11 Words. One Shot. One Short.

October 18, 2009

I know for a fact that no one is reading this blog anymore. I myself have stopped writing in it. The reason is probably embedded in various excuses, but I suppose I tired of complaining or displaying my utterly mundane life with a butter knife.

But this post isn’t about that drivel!

I have started an experiment, a rather selfish one at that, but an experiment nevertheless. I am asking people for 11 words/thoughts/phrases. I’ll take them and compose a short piece of writing with it. In return, all I ask is that the person grades it.

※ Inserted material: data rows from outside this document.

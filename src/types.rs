//! Core data model: Span, Tier, Category, DetectionResult, ScoringResult.
//!
//! Spans are immutable values. Every pipeline stage takes a `Vec<Span>` and
//! returns a new one; nothing is mutated in place.

use once_cell::sync::Lazy;
use std::collections::{HashMap, HashSet};
use std::fmt;

/// Detection authority level. Higher tiers override lower ones during merge.
#[derive(Debug, Clone, Copy, PartialEq, Eq, PartialOrd, Ord, Hash)]
pub enum Tier {
    Ml = 1,
    Pattern = 2,
    Structured = 3,
    Checksum = 4,
}

impl fmt::Display for Tier {
    fn fmt(&self, f: &mut fmt::Formatter<'_>) -> fmt::Result {
        let s = match self {
            Tier::Ml => "ML",
            Tier::Pattern => "PATTERN",
            Tier::Structured => "STRUCTURED",
            Tier::Checksum => "CHECKSUM",
        };
        write!(f, "{s}")
    }
}

/// Entity category, used by the scorer's co-occurrence rules.
#[derive(Debug, Clone, Copy, PartialEq, Eq, Hash)]
pub enum Category {
    DirectIdentifier,
    QuasiIdentifier,
    Contact,
    Financial,
    HealthInfo,
    Credential,
    ClassificationMarking,
    ClinicalContext,
    Other,
}

/// How broadly an object is accessible. Multiplies risk during scoring.
#[derive(Debug, Clone, Copy, PartialEq, Eq, Hash)]
pub enum ExposureLevel {
    Private,
    Internal,
    OrgWide,
    Public,
}

impl ExposureLevel {
    /// Case-insensitive parse, as required at any external boundary.
    pub fn parse(raw: &str) -> Option<Self> {
        match raw.trim().to_ascii_uppercase().as_str() {
            "PRIVATE" => Some(ExposureLevel::Private),
            "INTERNAL" => Some(ExposureLevel::Internal),
            "ORG_WIDE" => Some(ExposureLevel::OrgWide),
            "PUBLIC" => Some(ExposureLevel::Public),
            _ => None,
        }
    }

    pub fn multiplier(self) -> f64 {
        match self {
            ExposureLevel::Private => 1.0,
            ExposureLevel::Internal => 1.2,
            ExposureLevel::OrgWide => 1.8,
            ExposureLevel::Public => 2.5,
        }
    }
}

impl fmt::Display for ExposureLevel {
    fn fmt(&self, f: &mut fmt::Formatter<'_>) -> fmt::Result {
        let s = match self {
            ExposureLevel::Private => "PRIVATE",
            ExposureLevel::Internal => "INTERNAL",
            ExposureLevel::OrgWide => "ORG_WIDE",
            ExposureLevel::Public => "PUBLIC",
        };
        write!(f, "{s}")
    }
}

/// Risk tier produced by the scorer.
#[derive(Debug, Clone, Copy, PartialEq, Eq, Hash)]
pub enum RiskTier {
    Minimal,
    Low,
    Medium,
    High,
    Critical,
}

impl fmt::Display for RiskTier {
    fn fmt(&self, f: &mut fmt::Formatter<'_>) -> fmt::Result {
        let s = match self {
            RiskTier::Minimal => "MINIMAL",
            RiskTier::Low => "LOW",
            RiskTier::Medium => "MEDIUM",
            RiskTier::High => "HIGH",
            RiskTier::Critical => "CRITICAL",
        };
        write!(f, "{s}")
    }
}

/// A contiguous character range in the source text carrying a detected
/// entity type and confidence. Immutable: every field is set at
/// construction and never mutated afterward.
#[derive(Debug, Clone, PartialEq)]
pub struct Span {
    pub start: usize,
    pub end: usize,
    pub text: String,
    pub entity_type: String,
    pub confidence: f64,
    pub detector: String,
    pub tier: Tier,
    pub safe_harbor_value: Option<String>,
    pub needs_review: bool,
    pub review_reason: Option<String>,
    pub coref_anchor_value: Option<String>,
    pub token: Option<String>,
}

impl Span {
    /// Construct a span, enforcing spec §3's invariants. `source` is the
    /// full text the span was detected in; when present, the referenced
    /// slice must match `text` exactly.
    pub fn new(
        start: usize,
        end: usize,
        text: impl Into<String>,
        entity_type: impl Into<String>,
        confidence: f64,
        detector: impl Into<String>,
        tier: Tier,
    ) -> Result<Self, String> {
        let text = text.into();
        if start >= end {
            return Err(format!("span start ({start}) must be < end ({end})"));
        }
        if text.len() != end - start {
            return Err(format!(
                "span text length ({}) does not match end-start ({})",
                text.len(),
                end - start
            ));
        }
        if !(0.0..=1.0).contains(&confidence) {
            return Err(format!("confidence {confidence} out of [0,1]"));
        }
        let entity_type = entity_type.into().trim().to_ascii_uppercase();
        Ok(Span {
            start,
            end,
            text,
            entity_type,
            confidence,
            detector: detector.into(),
            tier,
            safe_harbor_value: None,
            needs_review: false,
            review_reason: None,
            coref_anchor_value: None,
            token: None,
        })
    }

    /// Verify the span's text slice against a source string. Detectors
    /// that cannot satisfy this must be skipped with a warning rather than
    /// emit invalid spans (spec §4.3).
    pub fn matches_source(&self, source: &str) -> bool {
        source.get(self.start..self.end) == Some(self.text.as_str())
    }

    pub fn len(&self) -> usize {
        self.end - self.start
    }

    pub fn is_empty(&self) -> bool {
        self.start == self.end
    }

    /// Rebuild this span with a different confidence, preserving every
    /// other field. Used throughout the merge pipeline, which never
    /// mutates a span in place.
    pub fn with_confidence(&self, confidence: f64) -> Span {
        Span {
            confidence: confidence.clamp(0.0, 1.0),
            ..self.clone()
        }
    }

    pub fn with_type(&self, entity_type: impl Into<String>) -> Span {
        Span {
            entity_type: entity_type.into(),
            ..self.clone()
        }
    }

    pub fn with_range(&self, start: usize, end: usize, text: impl Into<String>) -> Span {
        Span {
            start,
            end,
            text: text.into(),
            ..self.clone()
        }
    }

    /// `true` iff this span's range overlaps `other`'s.
    pub fn overlaps(&self, other: &Span) -> bool {
        self.start < other.end && other.start < self.end
    }

    /// `true` iff this span's range fully contains `other`'s.
    pub fn contains(&self, other: &Span) -> bool {
        self.start <= other.start && other.end <= self.end
    }
}

/// Static partition of related types for containment dedup (spec §3).
/// Two types are compatible iff identical, one is a prefix of the other,
/// or they belong to the same group.
static COMPATIBILITY_GROUPS: Lazy<Vec<HashSet<&'static str>>> = Lazy::new(|| {
    vec![
        // NAME_* subtypes
        [
            "NAME",
            "NAME_PATIENT",
            "NAME_PROVIDER",
            "NAME_RELATIVE",
            "PERSON",
        ]
        .into_iter()
        .collect(),
        // address parts
        ["ADDRESS", "STREET", "CITY", "STATE", "ZIP"]
            .into_iter()
            .collect(),
        ["PHONE", "FAX"].into_iter().collect(),
        ["SSN", "SSN_PARTIAL"].into_iter().collect(),
    ]
});

/// Canonical compatibility-group key for `entity_type`: types sharing a
/// key are mutually compatible. Used by the merge pipeline's indexed
/// containment check, which groups kept spans instead of comparing every
/// pair. Covers the static groups and exact-match; the rarer "one type is
/// a literal prefix of another" case `types_compatible` also allows isn't
/// representable as a partition and isn't exercised by the registry's
/// current type set.
pub fn compatibility_group_key(entity_type: &str) -> String {
    for group in COMPATIBILITY_GROUPS.iter() {
        if group.contains(entity_type) {
            let mut members: Vec<&str> = group.iter().copied().collect();
            members.sort_unstable();
            return members[0].to_string();
        }
    }
    entity_type.to_string()
}

pub fn types_compatible(a: &str, b: &str) -> bool {
    if a == b {
        return true;
    }
    if a.starts_with(b) || b.starts_with(a) {
        return true;
    }
    COMPATIBILITY_GROUPS
        .iter()
        .any(|group| group.contains(a) && group.contains(b))
}

/// Clinical-context categories detected for downstream allowlist use, but
/// filtered from final output (spec §4.4 stage 2). Includes `DRUG` beyond
/// spec's literal six-entry list, per the reference implementation.
pub const CLINICAL_CONTEXT_TYPES: &[&str] = &[
    "LAB_TEST",
    "DIAGNOSIS",
    "MEDICATION",
    "PROCEDURE",
    "PAYER",
    "PHYSICAL_DESC",
    "DRUG",
];

pub fn is_clinical_context_type(entity_type: &str) -> bool {
    CLINICAL_CONTEXT_TYPES.contains(&entity_type)
}

pub const NAME_ENTITY_TYPES: &[&str] = &[
    "NAME",
    "NAME_PATIENT",
    "NAME_PROVIDER",
    "NAME_RELATIVE",
    "PERSON",
    "PER",
];

pub fn is_name_entity_type(entity_type: &str) -> bool {
    if NAME_ENTITY_TYPES.contains(&entity_type) {
        return true;
    }
    for suffix in ["_PATIENT", "_PROVIDER", "_RELATIVE"] {
        if let Some(base) = entity_type.strip_suffix(suffix) {
            return NAME_ENTITY_TYPES.contains(&base);
        }
    }
    false
}

/// Result of running `detect()` over a piece of text.
#[derive(Debug, Clone)]
pub struct DetectionResult {
    pub text: String,
    pub spans: Vec<Span>,
    pub processing_time_ms: f64,
    pub detectors_used: Vec<String>,
    pub detectors_failed: Vec<String>,
    pub warnings: Vec<String>,
    pub degraded: bool,
    pub all_detectors_failed: bool,
    pub entity_counts: HashMap<String, usize>,
}

impl DetectionResult {
    pub fn new(
        text: String,
        spans: Vec<Span>,
        processing_time_ms: f64,
        detectors_used: Vec<String>,
        detectors_failed: Vec<String>,
        warnings: Vec<String>,
        degraded: bool,
        all_detectors_failed: bool,
    ) -> Self {
        let mut entity_counts: HashMap<String, usize> = HashMap::new();
        for span in &spans {
            *entity_counts.entry(span.entity_type.clone()).or_insert(0) += 1;
        }
        DetectionResult {
            text,
            spans,
            processing_time_ms,
            detectors_used,
            detectors_failed,
            warnings,
            degraded,
            all_detectors_failed,
            entity_counts,
        }
    }

    pub fn empty(text: String) -> Self {
        DetectionResult::new(text, Vec::new(), 0.0, Vec::new(), Vec::new(), Vec::new(), false, false)
    }

    pub fn has_pii(&self) -> bool {
        !self.spans.is_empty()
    }

    /// A result is reliable when nothing failed and it wasn't degraded.
    pub fn is_reliable(&self) -> bool {
        !self.degraded && !self.all_detectors_failed
    }
}

/// Result of the scorer (spec §3/§4.7).
#[derive(Debug, Clone)]
pub struct ScoringResult {
    pub score: u32,
    pub tier: RiskTier,
    pub content_score: f64,
    pub exposure_multiplier: f64,
    pub co_occurrence_multiplier: f64,
    pub co_occurrence_rules: Vec<String>,
    pub categories: HashSet<Category>,
    pub exposure: ExposureLevel,
}

#[cfg(test)]
mod tests {
    use super::*;

    #[test]
    fn span_rejects_bad_range() {
        assert!(Span::new(5, 5, "", "NAME", 0.9, "x", Tier::Pattern).is_err());
    }

    #[test]
    fn span_rejects_text_length_mismatch() {
        assert!(Span::new(0, 5, "abc", "NAME", 0.9, "x", Tier::Pattern).is_err());
    }

    #[test]
    fn span_rejects_bad_confidence() {
        assert!(Span::new(0, 3, "abc", "NAME", 1.5, "x", Tier::Pattern).is_err());
    }

    #[test]
    fn tier_ordering_is_monotonic() {
        assert!(Tier::Ml < Tier::Pattern);
        assert!(Tier::Pattern < Tier::Structured);
        assert!(Tier::Structured < Tier::Checksum);
    }

    #[test]
    fn compatibility_is_symmetric_for_groups() {
        assert!(types_compatible("NAME_PATIENT", "NAME_PROVIDER"));
        assert!(types_compatible("SSN", "SSN_PARTIAL"));
        assert!(!types_compatible("SSN", "PHONE"));
    }

    #[test]
    fn exposure_parse_case_insensitive() {
        assert_eq!(ExposureLevel::parse("public"), Some(ExposureLevel::Public));
        assert_eq!(ExposureLevel::parse("Org_Wide"), Some(ExposureLevel::OrgWide));
        assert_eq!(ExposureLevel::parse("bogus"), None);
    }

    #[test]
    fn exposure_multiplier_is_monotonic() {
        assert!(ExposureLevel::Public.multiplier() > ExposureLevel::OrgWide.multiplier());
        assert!(ExposureLevel::OrgWide.multiplier() > ExposureLevel::Internal.multiplier());
        assert!(ExposureLevel::Internal.multiplier() > ExposureLevel::Private.multiplier());
    }
}
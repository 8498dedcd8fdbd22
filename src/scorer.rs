//! Scorer (spec §4.7): turns entity counts into a 0-100 risk score and
//! tier, driven by entity weight, co-occurrence rules, and exposure.

use crate::registry;
use crate::types::{Category, ExposureLevel, RiskTier, ScoringResult};
use std::collections::{HashMap, HashSet};

const WEIGHT_SCALE: f64 = 4.0;
const DEFAULT_CONFIDENCE: f64 = 0.90;

const CRITICAL_THRESHOLD: u32 = 80;
const HIGH_THRESHOLD: u32 = 55;
const MEDIUM_THRESHOLD: u32 = 31;
const LOW_THRESHOLD: u32 = 11;

struct CoOccurrenceRule {
    name: &'static str,
    categories: &'static [Category],
    multiplier: f64,
}

/// Co-occurrence rules: when every category in `categories` is present,
/// its multiplier applies. The highest-multiplier matching rule wins;
/// rules don't stack. Literal rule set from spec §4.7 / `scorer.py:46-61`.
const CO_OCCURRENCE_RULES: &[CoOccurrenceRule] = &[
    CoOccurrenceRule {
        name: "full_identity",
        categories: &[Category::DirectIdentifier, Category::QuasiIdentifier, Category::Financial],
        multiplier: 2.2,
    },
    CoOccurrenceRule {
        name: "classification_marking_present",
        categories: &[Category::ClassificationMarking],
        multiplier: 2.5,
    },
    CoOccurrenceRule {
        name: "direct_identifier_plus_health",
        categories: &[Category::DirectIdentifier, Category::HealthInfo],
        multiplier: 2.0,
    },
    CoOccurrenceRule {
        name: "direct_identifier_plus_financial",
        categories: &[Category::DirectIdentifier, Category::Financial],
        multiplier: 1.8,
    },
    CoOccurrenceRule {
        name: "credential_present",
        categories: &[Category::Credential],
        multiplier: 1.5,
    },
    CoOccurrenceRule {
        name: "quasi_plus_health",
        categories: &[Category::QuasiIdentifier, Category::HealthInfo],
        multiplier: 1.5,
    },
    CoOccurrenceRule {
        name: "contact_plus_health",
        categories: &[Category::Contact, Category::HealthInfo],
        multiplier: 1.4,
    },
];

fn tier_for_score(score: u32) -> RiskTier {
    if score >= CRITICAL_THRESHOLD {
        RiskTier::Critical
    } else if score >= HIGH_THRESHOLD {
        RiskTier::High
    } else if score >= MEDIUM_THRESHOLD {
        RiskTier::Medium
    } else if score >= LOW_THRESHOLD {
        RiskTier::Low
    } else {
        RiskTier::Minimal
    }
}

/// Score a set of entity type -> occurrence counts. `confidence` scales
/// the whole base score and defaults to 0.90 when not supplied (spec
/// Open Question: the scorer operates on already-merged counts, which
/// carry no single confidence value of their own).
pub fn score(entity_counts: &HashMap<String, usize>, exposure: ExposureLevel, confidence: Option<f64>) -> ScoringResult {
    let confidence = confidence.unwrap_or(DEFAULT_CONFIDENCE).clamp(0.0, 1.0);

    let mut base = 0.0;
    let mut categories: HashSet<Category> = HashSet::new();
    for (entity_type, count) in entity_counts {
        if *count == 0 {
            continue;
        }
        let weight = registry::get_weight(entity_type) as f64;
        let entity_score = weight * WEIGHT_SCALE * (1.0 + (*count as f64).max(1.0).ln()) * confidence;
        base += entity_score;
        categories.insert(registry::get_category(entity_type));
    }

    let mut co_occurrence_multiplier: f64 = 1.0;
    let mut co_occurrence_rules = Vec::new();
    for rule in CO_OCCURRENCE_RULES {
        if rule.categories.iter().all(|c| categories.contains(c)) {
            co_occurrence_rules.push(rule.name.to_string());
            co_occurrence_multiplier = co_occurrence_multiplier.max(rule.multiplier);
        }
    }

    let content_score = (base * co_occurrence_multiplier).min(100.0);
    let exposure_multiplier = exposure.multiplier();
    let final_score = (content_score * exposure_multiplier).min(100.0);
    let score = final_score.round() as u32;

    ScoringResult {
        score,
        tier: tier_for_score(score),
        content_score,
        exposure_multiplier,
        co_occurrence_multiplier,
        co_occurrence_rules,
        categories,
        exposure,
    }
}

#[cfg(test)]
mod tests {
    use super::*;

    #[test]
    fn no_entities_scores_zero() {
        let counts = HashMap::new();
        let result = score(&counts, ExposureLevel::Private, None);
        assert_eq!(result.score, 0);
        assert_eq!(result.tier, RiskTier::Minimal);
    }

    #[test]
    fn ssn_alone_is_nontrivial() {
        let mut counts = HashMap::new();
        counts.insert("SSN".to_string(), 1);
        let result = score(&counts, ExposureLevel::Private, None);
        assert!(result.score > 0);
    }

    #[test]
    fn higher_exposure_never_decreases_score() {
        let mut counts = HashMap::new();
        counts.insert("SSN".to_string(), 1);
        counts.insert("CREDIT_CARD".to_string(), 1);
        let private = score(&counts, ExposureLevel::Private, None);
        let public = score(&counts, ExposureLevel::Public, None);
        assert!(public.score >= private.score);
    }

    #[test]
    fn more_occurrences_never_decreases_score() {
        let mut one = HashMap::new();
        one.insert("EMAIL".to_string(), 1);
        let mut many = HashMap::new();
        many.insert("EMAIL".to_string(), 10);
        let a = score(&one, ExposureLevel::Internal, None);
        let b = score(&many, ExposureLevel::Internal, None);
        assert!(b.score >= a.score);
    }

    #[test]
    fn score_never_exceeds_100() {
        let mut counts = HashMap::new();
        for t in ["SSN", "CREDIT_CARD", "MRN", "PASSPORT", "PRIVATE_KEY"] {
            counts.insert(t.to_string(), 50);
        }
        let result = score(&counts, ExposureLevel::Public, Some(1.0));
        assert!(result.score <= 100);
    }

    #[test]
    fn direct_identifier_plus_financial_rule_fires() {
        let mut counts = HashMap::new();
        counts.insert("NAME".to_string(), 1);
        counts.insert("CREDIT_CARD".to_string(), 1);
        let result = score(&counts, ExposureLevel::Private, None);
        assert!(result.co_occurrence_rules.contains(&"direct_identifier_plus_financial".to_string()));
    }
}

It gives me practice and exercises my brain, but it’s also fun and so far, in my ten days of doing this, I have learned the definitions to at least 11 new words. It’s a pleasure.

I aim to have 365 of these and have 365 DIFFERENT people contribute their 11 words… challenge there too, seeing as I probably don’t know 365 people. But I’ll find them!

Anyway, if you’re reading this and you haven’t already heard me go on about this project, please feel free to submit your 11 words here or on the project website via commenting.

Thanks in advance, as always.

Darbars shall be Darbars

October 28, 2007

“No.”

“Why!?”

“It’s too low.”

My sigh was far from gentle. I had gotten through five changes of clothes, and time was not abundant either. Plus, after six hours of driving, my patience was not exactly patient.

I slipped into the delicate white knitted top and stepped out.

“OK. That’s fine.”

Shoes were in a different circle of hell altogether. I finally walked out in the flattest pair I could find. Apparently he was on the shorter side of the spectrum.

I wished desperately for my sister.

My grandmother brushed my forehead with her lips and told me to be good. I smiled back saying I would be myself. She laughed and the sun peeked out of the shielded sky briefly, just to light up her sweet face.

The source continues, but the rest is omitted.